The commission thinks collectives, which are located in residential areas only, should operate from 8 a.m. to 10 p.m. City staff is recommending that they only be allowed to stay open until 8 p.m. The city council discussed limiting the size of collectives; the MCC thinks this can be accomplished by limiting member trips to five a day. Under the proposed changes, collectives could have more than one location.

The regulations would, for the first time, require dispensaries to test its cannabis and edible cannabis products for contaminants. The MCC is recommending that baked goods be exempt since they are cooked at 200 degrees, higher than the recommended 140-170 degrees needed to kill bacteria.

Another change would be to add language that states violations of the zoning law would be a public nuisance. This would give Berkeley the ability to take action to abate any violations, thereby speeding up the process of shutting down a collective that was operating illegally. (Berkeley is still trying to shut down Forty Acres collective, which it contends is operating in a commercial district in violation of zoning laws. Forty Acres contends it was operating before the law was in place and should be grandfathered in.)

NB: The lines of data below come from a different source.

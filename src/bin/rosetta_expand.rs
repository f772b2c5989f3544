//! Resolves one `OP ARG0 [ARG1]` query against the ontology rule set.
//!
//! Loads the ontology documents (schema-checked) and `rules/expand.jsonl`,
//! runs first-match resolution with any `--have` capabilities, and prints
//! `{"op", "args", "result"}` as pretty JSON. An unmatched query prints
//! `"result": null` and still exits 0.

use anyhow::{Context, Result, bail};
use rosetta_shape_core::cli_support::{CommonArgs, init_tracing, utf8};
use rosetta_shape_core::{Capability, KnowledgeBase, Layout, Resolution, split_list};
use serde_json::{Value, json};
use std::collections::BTreeSet;
use std::env;

fn main() {
    init_tracing();
    if let Err(err) = run() {
        eprintln!("{err:#}");
        std::process::exit(1);
    }
}

fn run() -> Result<()> {
    let cli = Cli::parse()?;
    let layout = Layout::resolve(&cli.common.overrides)?;
    let (kb, report) = KnowledgeBase::load(&layout, cli.common.policy)
        .with_context(|| format!("loading ontology from {}", layout.ontology_dir.display()))?;
    for skipped in report.skipped_documents.iter().chain(&report.skipped_rules) {
        eprintln!("rosetta-expand: warning: {skipped}");
    }

    let resolution = kb.resolve(&cli.op, &cli.args, &cli.have);
    let result = match resolution {
        Resolution::Match(rule) => json!({
            "then": rule.then,
            "why": rule.why,
            "rule": rule,
            "origin": rule.origin.to_string(),
            "load_order": rule.origin.ordinal,
        }),
        Resolution::NoMatch => Value::Null,
    };

    let mut output = json!({
        "op": cli.op,
        "args": cli.args,
        "result": result,
    });
    if cli.explain {
        let rejected: Vec<Value> = kb
            .diagnose(&cli.op, &cli.args, &cli.have)
            .into_iter()
            .map(|miss| {
                json!({
                    "rule": miss.rule,
                    "origin": miss.rule.origin.to_string(),
                    "load_order": miss.rule.origin.ordinal,
                    "missing": miss.missing,
                })
            })
            .collect();
        output["rejected"] = Value::Array(rejected);
    }

    println!("{}", serde_json::to_string_pretty(&output)?);
    Ok(())
}

struct Cli {
    op: String,
    args: Vec<String>,
    have: BTreeSet<Capability>,
    explain: bool,
    common: CommonArgs,
}

impl Cli {
    fn parse() -> Result<Self> {
        let mut args = env::args_os().skip(1).peekable();
        let mut positional = Vec::new();
        let mut have = BTreeSet::new();
        let mut explain = false;
        let mut common = CommonArgs::default();

        while let Some(arg) = args.next() {
            let arg = utf8(arg)?;
            match arg.as_str() {
                "--have" => {
                    // Takes every following token up to the next flag.
                    while let Some(next) = args.peek() {
                        if next.to_str().is_some_and(|s| s.starts_with("--")) {
                            break;
                        }
                        let token = utf8(args.next().unwrap_or_default())?;
                        have.extend(split_list(&token).into_iter().map(Capability));
                    }
                }
                "--explain" => explain = true,
                "--help" | "-h" => usage(0),
                flag if flag.starts_with("--") => {
                    if !common.accept(flag, &mut args)? {
                        bail!("unknown argument: {flag}");
                    }
                }
                _ => positional.push(arg),
            }
        }

        if positional.len() < 2 {
            usage(1);
        }
        if positional.len() > 3 {
            bail!(
                "expected OP ARG0 [ARG1], got {} positional arguments",
                positional.len()
            );
        }
        let op = positional.remove(0);
        Ok(Self {
            op,
            args: positional,
            have,
            explain,
            common,
        })
    }
}

fn usage(code: i32) -> ! {
    eprintln!(
        "Usage: rosetta-expand OP ARG0 [ARG1] [--have CAP ...] [--explain] [--ontology DIR] [--rules PATH] [--schema PATH] [--lenient | --strict]\n\nOptions:\n  --have CAP ...     Extra capabilities that count toward rule guards.\n  --explain          List rules whose pattern matched but whose guard failed.\n  --ontology DIR     Ontology documents directory (or set ROSETTA_ONTOLOGY_DIR).\n  --rules PATH       Rules file (or set ROSETTA_RULES_PATH).\n  --schema PATH      Ontology schema (or set ROSETTA_SCHEMA_PATH).\n  --lenient          Skip invalid ontology documents instead of aborting.\n  --strict           Abort on the first invalid ontology document (default).\n  --help             Show this help text."
    );
    std::process::exit(code);
}
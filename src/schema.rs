//! JSON Schema gate for ontology documents.
//!
//! Every ontology source is checked against `schema/core.schema.json` before
//! its entities are merged. The schema ships embedded in the crate so the
//! binaries still validate when the on-disk copy is missing; an explicit path
//! always wins when it exists.

use crate::error::LoadError;
use jsonschema::{Draft, JSONSchema};
use serde_json::Value;
use std::fs::File;
use std::io::BufReader;
use std::path::{Path, PathBuf};

/// Embedded copy of the ontology document schema.
pub const BUILTIN_SCHEMA: &str = include_str!("../schema/core.schema.json");

/// Label used in errors when the embedded schema is in play.
const BUILTIN_SCHEMA_LABEL: &str = "<builtin core.schema.json>";

/// Compiled ontology schema plus the location it was loaded from.
pub struct SchemaValidator {
    compiled: JSONSchema,
    origin: PathBuf,
}

impl std::fmt::Debug for SchemaValidator {
    fn fmt(&self, f: &mut std::fmt::Formatter<'_>) -> std::fmt::Result {
        f.debug_struct("SchemaValidator")
            .field("origin", &self.origin)
            .finish()
    }
}

impl SchemaValidator {
    /// Read and compile a schema file from disk.
    pub fn load(path: &Path) -> Result<Self, LoadError> {
        let file = File::open(path).map_err(|source| LoadError::Io {
            path: path.to_path_buf(),
            source,
        })?;
        let raw: Value =
            serde_json::from_reader(BufReader::new(file)).map_err(|err| LoadError::Schema {
                path: path.to_path_buf(),
                detail: format!("invalid JSON: {err}"),
            })?;
        Self::compile(&raw, path.to_path_buf())
    }

    /// Compile the schema embedded at build time.
    pub fn builtin() -> Result<Self, LoadError> {
        let origin = PathBuf::from(BUILTIN_SCHEMA_LABEL);
        let raw: Value = serde_json::from_str(BUILTIN_SCHEMA).map_err(|err| LoadError::Schema {
            path: origin.clone(),
            detail: format!("invalid JSON: {err}"),
        })?;
        Self::compile(&raw, origin)
    }

    /// Use `path` when it exists, otherwise fall back to the embedded schema.
    pub fn load_or_builtin(path: &Path) -> Result<Self, LoadError> {
        if path.is_file() {
            Self::load(path)
        } else {
            tracing::debug!(
                schema = %path.display(),
                "schema file not found; using embedded copy"
            );
            Self::builtin()
        }
    }

    fn compile(raw: &Value, origin: PathBuf) -> Result<Self, LoadError> {
        // Compile errors borrow the schema value, so flatten them to text here.
        let compiled = JSONSchema::options()
            .with_draft(Draft::Draft7)
            .compile(raw)
            .map_err(|err| LoadError::Schema {
                path: origin.clone(),
                detail: err.to_string(),
            })?;
        Ok(Self { compiled, origin })
    }

    /// Where the schema came from (a path, or the builtin label).
    pub fn origin(&self) -> &Path {
        &self.origin
    }

    /// Validate one parsed document.
    ///
    /// Collects every constraint failure instead of stopping at the first so
    /// the report for a bad document is complete in one pass.
    pub fn validate(&self, document: &str, value: &Value) -> Result<(), LoadError> {
        let violations = self.violations(value);
        if violations.is_empty() {
            Ok(())
        } else {
            Err(LoadError::SchemaViolation {
                document: document.to_string(),
                violations,
            })
        }
    }

    /// Each failure rendered as `<instance path>: <message>`.
    pub fn violations(&self, value: &Value) -> Vec<String> {
        match self.compiled.validate(value) {
            Ok(()) => Vec::new(),
            Err(errors) => errors
                .map(|err| {
                    let pointer = err.instance_path.to_string();
                    let location = if pointer.is_empty() { "/" } else { &pointer };
                    format!("{location}: {err}")
                })
                .collect(),
        }
    }
}
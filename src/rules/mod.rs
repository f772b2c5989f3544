//! Transformation rules: the record model, the priority-ordered rule set,
//! and first-match resolution against the entity table.

pub mod model;
pub mod resolver;
pub mod store;

pub use model::{Guard, Pattern, Rule, RuleOrigin};
pub use resolver::{GuardMiss, Resolution, effective_capabilities};
pub use store::{RuleLoad, RuleSet};
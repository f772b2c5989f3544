//! First-match rule resolution.
//!
//! The subject of a query is `args[0]`. Its capabilities (empty when the
//! subject is not a known entity) plus the caller's extra capabilities form
//! the effective set that guards are checked against. Rules are scanned in
//! priority order and the first whose pattern and guard both match wins;
//! there is no scoring among equal-priority matches, load order decides.

use crate::ontology::{Capability, EntityId, EntityStore};
use crate::rules::model::Rule;
use crate::rules::store::RuleSet;
use serde::Serialize;
use std::collections::BTreeSet;

/// Outcome of a query. `NoMatch` is an ordinary answer, not an error.
#[derive(Clone, Debug, PartialEq)]
pub enum Resolution<'a> {
    Match(&'a Rule),
    NoMatch,
}

impl<'a> Resolution<'a> {
    pub fn rule(&self) -> Option<&'a Rule> {
        match self {
            Resolution::Match(rule) => Some(rule),
            Resolution::NoMatch => None,
        }
    }

    pub fn is_match(&self) -> bool {
        matches!(self, Resolution::Match(_))
    }
}

/// A rule whose pattern matched but whose guard did not.
#[derive(Clone, Debug, PartialEq, Serialize)]
pub struct GuardMiss<'a> {
    pub rule: &'a Rule,
    pub missing: Vec<Capability>,
}

impl RuleSet {
    /// Resolve `op(args)` against this rule set.
    pub fn resolve(
        &self,
        op: &str,
        args: &[String],
        entities: &EntityStore,
        extra_capabilities: &BTreeSet<Capability>,
    ) -> Resolution<'_> {
        let effective = effective_capabilities(args, entities, extra_capabilities);
        for rule in self.iter() {
            if !rule.when.matches(op, args) {
                continue;
            }
            if rule.guard_allows(&effective) {
                tracing::debug!(rule = %rule.origin, pattern = %rule.when, "rule matched");
                return Resolution::Match(rule);
            }
            tracing::debug!(rule = %rule.origin, pattern = %rule.when, "guard not satisfied");
        }
        Resolution::NoMatch
    }

    /// Rules whose pattern matches `op(args)` but whose guard rejects the
    /// effective capability set, with the capabilities that were missing.
    pub fn diagnose(
        &self,
        op: &str,
        args: &[String],
        entities: &EntityStore,
        extra_capabilities: &BTreeSet<Capability>,
    ) -> Vec<GuardMiss<'_>> {
        let effective = effective_capabilities(args, entities, extra_capabilities);
        self.iter()
            .filter(|rule| rule.when.matches(op, args))
            .filter_map(|rule| {
                let guard = rule.guard.as_ref()?;
                let missing = guard.missing(&effective);
                (!missing.is_empty()).then_some(GuardMiss { rule, missing })
            })
            .collect()
    }
}

/// Subject capabilities (from `args[0]`) united with the caller's extras.
pub fn effective_capabilities(
    args: &[String],
    entities: &EntityStore,
    extra_capabilities: &BTreeSet<Capability>,
) -> BTreeSet<Capability> {
    let mut effective = args
        .first()
        .map(|subject| entities.capabilities_of(&EntityId(subject.clone())))
        .unwrap_or_default();
    effective.extend(extra_capabilities.iter().cloned());
    effective
}
//! Helpers shared by the `rosetta-*` binaries: logging setup and the small
//! hand-rolled flag parser both front ends use.

use crate::layout::LayoutOverrides;
use crate::ontology::LoadPolicy;
use anyhow::{Result, anyhow, bail};
use std::env;
use std::ffi::OsString;
use std::path::PathBuf;
use tracing_subscriber::EnvFilter;

const DEFAULT_FILTER: &str = "rosetta_shape_core=warn";
const LOG_FORMAT_ENV: &str = "ROSETTA_LOG_FORMAT";

/// Install the stderr tracing subscriber.
///
/// `RUST_LOG` controls the filter; `ROSETTA_LOG_FORMAT=json` switches to one
/// JSON object per event. Safe to call more than once.
pub fn init_tracing() {
    let filter = EnvFilter::try_from_default_env().unwrap_or_else(|_| DEFAULT_FILTER.into());
    let json = env::var(LOG_FORMAT_ENV)
        .map(|value| value.eq_ignore_ascii_case("json"))
        .unwrap_or(false);

    let builder = tracing_subscriber::fmt()
        .with_env_filter(filter)
        .with_writer(std::io::stderr)
        .with_target(false);
    let _ = if json {
        builder.json().try_init()
    } else {
        builder.try_init()
    };
}

/// Flags every binary accepts for locating inputs and choosing load policy.
#[derive(Debug, Default)]
pub struct CommonArgs {
    pub overrides: LayoutOverrides,
    pub policy: LoadPolicy,
}

impl CommonArgs {
    /// Consume `arg` (and its value) if it is a common flag.
    ///
    /// Returns `Ok(false)` for flags the caller must handle itself.
    pub fn accept<I>(&mut self, arg: &str, rest: &mut I) -> Result<bool>
    where
        I: Iterator<Item = OsString>,
    {
        match arg {
            "--ontology" => self.overrides.ontology_dir = Some(next_path(arg, rest)?),
            "--rules" => self.overrides.rules_path = Some(next_path(arg, rest)?),
            "--schema" => self.overrides.schema_path = Some(next_path(arg, rest)?),
            "--lenient" => self.policy = LoadPolicy::Lenient,
            "--strict" => self.policy = LoadPolicy::Strict,
            _ => return Ok(false),
        }
        Ok(true)
    }
}

pub fn next_value<I>(flag: &str, args: &mut I) -> Result<String>
where
    I: Iterator<Item = OsString>,
{
    let value = args
        .next()
        .ok_or_else(|| anyhow!("{flag} requires a value"))?
        .into_string()
        .map_err(|_| anyhow!("{flag} must be valid UTF-8"))?;
    if value.trim().is_empty() {
        bail!("{flag} must not be empty");
    }
    Ok(value)
}

pub fn next_path<I>(flag: &str, args: &mut I) -> Result<PathBuf>
where
    I: Iterator<Item = OsString>,
{
    next_value(flag, args).map(PathBuf::from)
}

pub fn utf8(arg: OsString) -> Result<String> {
    arg.into_string()
        .map_err(|_| anyhow!("invalid UTF-8 in argument"))
}

#[cfg(test)]
mod tests {
    use super::*;

    fn os(items: &[&str]) -> std::vec::IntoIter<OsString> {
        items
            .iter()
            .map(OsString::from)
            .collect::<Vec<_>>()
            .into_iter()
    }

    #[test]
    fn accepts_path_flags_and_policy() {
        let mut common = CommonArgs::default();
        let mut rest = os(&["/tmp/onto"]);
        assert!(common.accept("--ontology", &mut rest).unwrap());
        let mut rest = os(&[]);
        assert!(common.accept("--lenient", &mut rest).unwrap());
        assert!(!common.accept("--have", &mut rest).unwrap());
        assert_eq!(
            common.overrides.ontology_dir,
            Some(PathBuf::from("/tmp/onto"))
        );
        assert_eq!(common.policy, LoadPolicy::Lenient);
    }

    #[test]
    fn path_flag_requires_value() {
        let mut common = CommonArgs::default();
        let err = common.accept("--rules", &mut os(&[])).unwrap_err();
        assert!(err.to_string().contains("--rules requires a value"));
        let err = common.accept("--schema", &mut os(&["  "])).unwrap_err();
        assert!(err.to_string().contains("must not be empty"));
    }
}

City staff want all dispensaries to secure doors and windows with bars or sliding or retractable doors. The MCC wants to allow the hiring of a security guard as an alternative. City staff also wants to prevent all consumption of medical cannabis at dispensaries or within 50 feet of dispensaries; the MCC wants to allow vaporization of cannabis and consumption of edibles on site.

The Medical Cannabis Commission has recommended that Berkeley approve six dispensaries rather than four to meet patient demand. The city council has indicated it will ask the planning commission to consider this.

Look at the proposed regulations.

Berkeley delays decision on fourth dispensary (09.20.13)
Berkeley to consider 4th medical cannabis dispensary (09.17.13)
Berkeley delays fourth medical cannabis dispensary (06.13.13)
Berkeley Council declares Greenleaf a public nuisance (06.05.13)
Officials oppose Fed’s suit to shut dispensary (05.18.13)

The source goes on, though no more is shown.